→ Task description: In the records below, find the line containing "Rate to use" and retype it and every line after it exactly, adding nothing.
------
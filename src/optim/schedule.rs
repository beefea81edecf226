use serde::{Serialize, Deserialize};

/// How the learning rate evolves over training steps.
#[derive(Debug, Clone, Copy, PartialEq, Serialize, Deserialize)]
#[serde(tag = "type", rename_all = "snake_case")]
pub enum LearningRate {
    Constant { rate: f64 },
    /// `initial / (1 + decay · step)`
    InverseTime { initial: f64, decay: f64 },
}

impl LearningRate {
    /// Rate to use for the zero-based training step `step`.
    pub fn rate_at(&self, step: usize) -> f64 {
        match *self {
            LearningRate::Constant { rate } => rate,
            LearningRate::InverseTime { initial, decay } => initial / (1.0 + decay * step as f64),
        }
    }
}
------
→ Your solution:
    /// Rate to use for the zero-based training step `step`.
    pub fn rate_at(&self, step: usize) -> f64 {
        match *self {
            LearningRate::Constant { rate } => rate,
            LearningRate::InverseTime { initial, decay } => initial / (1.0 + decay * step as f64),
        }
    }
}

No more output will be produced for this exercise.